Case study 1: Multiple asset managers and wealth transfer
A wealthy French resident, 55 years old, married under the regime of separation of property, with 3 children, owning an asset portfolio managed on discretionary basis of €5m in a French bank and a €10m portfolio in a Swiss bank.
- Retaining his current banks as investment managers
- Financial protection of his wife
- Succession planning for his children
- Asset protection
- Multiple asset managers. Life insurance solution allowing the client to retain his trusted advisors and to use multiple asset managers within the policy.
- Wealth transfer. The spouse will be appointed as one of the beneficiaries in order to support the children’s needs and education.
- Asset protection.
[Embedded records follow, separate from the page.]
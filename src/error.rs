/// Errors surfaced by the library to the control surface.
#[derive(Debug, thiserror::Error)]
pub enum Error {
    /// The rewrite collaborator is unreachable or misconfigured.
    #[error("rewrite service unavailable: {0}")]
    Service(String),
    /// A run is already in progress; only one may be active at a time.
    #[error("a typing run is already active")]
    RunActive,
    /// Unexpected failure inside the run loop.
    #[error("typing engine fault: {0}")]
    Fault(String),
}

pub type Result<T, E = Error> = std::result::Result<T, E>;
use rand::Rng;
use serde::Serialize;

use crate::settings::Settings;

const AVG_CHARS_PER_WORD: f64 = 5.0;
const EMPTY_TEXT_CHAR_DELAY: f64 = 0.05;
const MIN_KEYSTROKE_DELAY: f64 = 0.02;

const FAST_KEYS: &str = "eatisrondlcum";
const SLOW_KEYS: &str = "zjqxkvb";

/// Counts that drive the pause budget split.
#[derive(Debug, Clone, Copy, PartialEq, Eq, Default, Serialize)]
pub struct TextStats {
    pub chars: usize,
    pub words: usize,
    pub sentences: usize,
    pub paragraph_breaks: usize,
}

impl TextStats {
    pub fn of(text: &str) -> Self {
        Self {
            chars: text.chars().count(),
            words: text.split_whitespace().count(),
            sentences: text.chars().filter(|c| matches!(c, '.' | '!' | '?')).count(),
            paragraph_breaks: text.chars().filter(|&c| c == '\n').count(),
        }
    }
}

/// Delay budgets for one run, in seconds.
#[derive(Debug, Clone, Copy, PartialEq, Serialize)]
pub struct CadenceProfile {
    pub pure_typing_seconds: f64,
    pub pause_budget_seconds: f64,
    pub char_delay: f64,
    pub jitter: f64,
    pub word_pause: f64,
    pub sentence_pause: f64,
    pub paragraph_pause: f64,
}

fn share(budget: f64, fraction: f64, count: usize) -> f64 {
    if count == 0 {
        return 0.0;
    }
    fraction * budget / count as f64
}

impl CadenceProfile {
    /// Split the target duration into typing time and pauses.
    ///
    /// Typing time is capped at 95% of the target so some budget is always
    /// left for pauses. The remaining budget goes 20% to word gaps, 40% to
    /// sentence ends and 40% to paragraph breaks.
    pub fn compute(settings: &Settings, stats: TextStats) -> Self {
        let total = settings.total_seconds();

        let mut pure = (stats.chars as f64 / AVG_CHARS_PER_WORD) / settings.wpm * 60.0;
        // Negated so a NaN (zero chars at zero wpm) also takes the clamp.
        if !(pure < total) {
            pure = total * 0.95;
        }
        let pause_budget = total - pure;

        let char_delay = if stats.chars > 0 {
            pure / stats.chars as f64
        } else {
            EMPTY_TEXT_CHAR_DELAY
        };

        Self {
            pure_typing_seconds: pure,
            pause_budget_seconds: pause_budget,
            char_delay,
            jitter: char_delay * 0.25,
            word_pause: share(pause_budget, 0.20, stats.words),
            sentence_pause: share(pause_budget, 0.40, stats.sentences),
            paragraph_pause: share(pause_budget, 0.40, stats.paragraph_breaks),
        }
    }

    pub fn for_text(settings: &Settings, text: &str) -> Self {
        Self::compute(settings, TextStats::of(text))
    }

    /// Seconds to wait after emitting `c`.
    pub fn keystroke_delay(&self, c: char, rng: &mut impl Rng) -> f64 {
        let mut delay = self.char_delay;
        if FAST_KEYS.contains(c) {
            delay *= 0.8;
        } else if SLOW_KEYS.contains(c) {
            delay *= 1.3;
        }

        let jitter = self.jitter.abs();
        let offset = if jitter > 0.0 {
            rng.gen_range(-jitter..=jitter)
        } else {
            0.0
        };

        (delay + offset).max(MIN_KEYSTROKE_DELAY)
    }
}

#[cfg(test)]
mod tests {
    use super::*;
    use rand::rngs::StdRng;
    use rand::SeedableRng;

    fn settings(total_minutes: f64, wpm: f64) -> Settings {
        Settings {
            total_minutes,
            wpm,
            error_rate: 0.0,
            ..Default::default()
        }
    }

    #[test]
    fn counts_text_features() {
        let stats = TextStats::of("Hi there. Bye!\nOk?");
        assert_eq!(
            stats,
            TextStats {
                chars: 18,
                words: 4,
                sentences: 3,
                paragraph_breaks: 1,
            }
        );
    }

    #[test]
    fn fast_and_slow_keys_scale_the_base_delay() {
        let cadence = CadenceProfile {
            pure_typing_seconds: 0.0,
            pause_budget_seconds: 0.0,
            char_delay: 1.0,
            jitter: 0.0,
            word_pause: 0.0,
            sentence_pause: 0.0,
            paragraph_pause: 0.0,
        };
        let mut rng = StdRng::seed_from_u64(1);
        assert!((cadence.keystroke_delay('e', &mut rng) - 0.8).abs() < 1e-12);
        assert!((cadence.keystroke_delay('z', &mut rng) - 1.3).abs() < 1e-12);
        assert!((cadence.keystroke_delay('h', &mut rng) - 1.0).abs() < 1e-12);
        // Only the lowercase keys are in the sets.
        assert!((cadence.keystroke_delay('E', &mut rng) - 1.0).abs() < 1e-12);
    }

    #[test]
    fn tiny_base_delay_is_floored() {
        let cadence = CadenceProfile {
            pure_typing_seconds: 0.0,
            pause_budget_seconds: 0.0,
            char_delay: 0.001,
            jitter: 0.00025,
            word_pause: 0.0,
            sentence_pause: 0.0,
            paragraph_pause: 0.0,
        };
        let mut rng = StdRng::seed_from_u64(3);
        for c in ['e', 'z', 'h', ' ', '.'] {
            for _ in 0..50 {
                let d = cadence.keystroke_delay(c, &mut rng);
                assert_eq!(d, MIN_KEYSTROKE_DELAY, "delay for {c:?}");
            }
        }
    }

    #[test]
    fn jitter_stays_within_bounds() {
        let cadence = CadenceProfile::for_text(&settings(1.0, 60.0), "hello world");
        let mut rng = StdRng::seed_from_u64(9);
        for _ in 0..500 {
            let d = cadence.keystroke_delay('h', &mut rng);
            assert!(d >= 0.75 - 1e-9 && d <= 1.25 + 1e-9, "delay {d} out of range");
        }
    }

    #[test]
    fn zero_wpm_never_produces_non_finite_delays() {
        let cadence = CadenceProfile::for_text(&settings(1.0, 0.0), "abc");
        assert!(cadence.char_delay.is_finite());
        assert!((cadence.pure_typing_seconds - 57.0).abs() < 1e-9);
    }
}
Luxembourgish regulatory frame as the strongest protection mechanism within EU.
- Taxation. Income tax deferral during the lifetime of the policy, no inheritance tax on the death capital between spouses, favourable inheritance tax regime applicable to the benefit payable to the children
Client about to become deemed domiciled
A French couple with 2 children have been living in London for 7 years and working respectively as trader for a bank and successful entrepreneur. They currently hold interests generating cash accounts in France comprised of their bonus and salary accumulated while resident in France. The banking interests are not taxable in the UK until they are remitted (or transferred) to the UK based on the remittance basis tax regime. They are aware that this tax regime will be subject to a remittance basis charge of £30K since they have been resident in the UK for at least 7 tax years out of the previous 9 years . They plan to return to France in 5 years.
- Tailor-made investment solution
- Tax compliant solution as an alternative to the remittance basis of taxation
- Portable solution to France
- Investment solution. Premium invested into an internal insurance fund managed by an investment manager in accordance with an investment policy in line with the risk profile of the client.
- Tax compliance. In the UK: Tax deferred surrender up to 5% of the premium provided that the latter was financed by clean capital. In France: Once resident in France, no taxation until surrender, 30% flat tax on surrender gains and death benefit subject to beneficiary tax at a favourable rate.
- Portability. Fully legal and tax compliant policy in France. A beneficiary clause will be recommended to be added to the policy prior to their move to France in order for the beneficiaries to benefit from the favourable inheritance tax regime.